What is expected.
Repeat the lines of the material below exactly, beginning at the one with "pub mod config;" and stopping after the last.

§ §

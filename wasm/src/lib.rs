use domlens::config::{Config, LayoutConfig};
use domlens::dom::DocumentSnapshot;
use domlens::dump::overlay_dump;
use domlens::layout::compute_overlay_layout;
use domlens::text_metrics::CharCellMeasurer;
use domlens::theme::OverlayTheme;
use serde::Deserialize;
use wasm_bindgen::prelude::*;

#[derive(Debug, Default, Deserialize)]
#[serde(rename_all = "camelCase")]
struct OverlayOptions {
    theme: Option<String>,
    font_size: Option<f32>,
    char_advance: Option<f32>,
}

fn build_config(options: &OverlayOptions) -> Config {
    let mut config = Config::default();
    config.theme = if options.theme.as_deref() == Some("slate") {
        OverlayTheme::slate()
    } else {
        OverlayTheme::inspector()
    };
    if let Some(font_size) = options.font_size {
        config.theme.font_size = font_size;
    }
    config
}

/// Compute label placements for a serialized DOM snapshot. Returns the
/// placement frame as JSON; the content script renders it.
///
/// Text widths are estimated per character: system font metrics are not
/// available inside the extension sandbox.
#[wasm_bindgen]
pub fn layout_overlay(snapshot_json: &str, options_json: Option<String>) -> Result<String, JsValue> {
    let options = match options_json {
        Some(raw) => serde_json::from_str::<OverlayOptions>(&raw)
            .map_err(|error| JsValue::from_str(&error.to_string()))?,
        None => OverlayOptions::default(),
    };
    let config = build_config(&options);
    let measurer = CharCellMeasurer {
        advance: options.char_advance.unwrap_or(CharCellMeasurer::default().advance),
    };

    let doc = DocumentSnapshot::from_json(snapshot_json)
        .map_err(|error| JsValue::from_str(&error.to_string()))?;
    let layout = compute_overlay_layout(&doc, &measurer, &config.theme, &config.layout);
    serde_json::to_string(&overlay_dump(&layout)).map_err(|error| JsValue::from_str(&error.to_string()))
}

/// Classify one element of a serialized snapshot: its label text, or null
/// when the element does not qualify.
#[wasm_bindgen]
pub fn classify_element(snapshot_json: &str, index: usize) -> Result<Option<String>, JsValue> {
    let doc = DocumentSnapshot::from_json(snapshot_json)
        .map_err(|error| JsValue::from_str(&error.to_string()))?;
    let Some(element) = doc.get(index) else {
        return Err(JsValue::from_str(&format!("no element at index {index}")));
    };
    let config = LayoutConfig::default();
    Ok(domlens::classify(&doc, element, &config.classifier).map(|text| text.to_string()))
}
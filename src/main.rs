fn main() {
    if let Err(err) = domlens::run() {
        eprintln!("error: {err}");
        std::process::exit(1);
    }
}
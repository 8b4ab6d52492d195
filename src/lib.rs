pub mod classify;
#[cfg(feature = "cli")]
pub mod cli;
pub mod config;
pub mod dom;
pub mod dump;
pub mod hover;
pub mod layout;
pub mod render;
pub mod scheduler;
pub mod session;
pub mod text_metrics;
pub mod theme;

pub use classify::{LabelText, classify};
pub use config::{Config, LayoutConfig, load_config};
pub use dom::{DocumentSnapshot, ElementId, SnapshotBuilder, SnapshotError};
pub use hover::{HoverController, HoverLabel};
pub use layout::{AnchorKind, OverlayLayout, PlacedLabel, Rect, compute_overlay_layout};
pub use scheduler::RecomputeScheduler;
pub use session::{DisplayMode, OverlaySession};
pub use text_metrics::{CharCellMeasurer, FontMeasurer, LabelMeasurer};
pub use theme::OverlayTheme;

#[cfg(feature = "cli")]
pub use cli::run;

§ §

Response to the exercise.
pub mod config;
pub mod dom;
pub mod dump;
pub mod hover;
pub mod layout;
pub mod render;
pub mod scheduler;
pub mod session;
pub mod text_metrics;
pub mod theme;

pub use classify::{LabelText, classify};
pub use config::{Config, LayoutConfig, load_config};
pub use dom::{DocumentSnapshot, ElementId, SnapshotBuilder, SnapshotError};
pub use hover::{HoverController, HoverLabel};
pub use layout::{AnchorKind, OverlayLayout, PlacedLabel, Rect, compute_overlay_layout};
pub use scheduler::RecomputeScheduler;
pub use session::{DisplayMode, OverlaySession};
pub use text_metrics::{CharCellMeasurer, FontMeasurer, LabelMeasurer};
pub use theme::OverlayTheme;

#[cfg(feature = "cli")]
pub use cli::run;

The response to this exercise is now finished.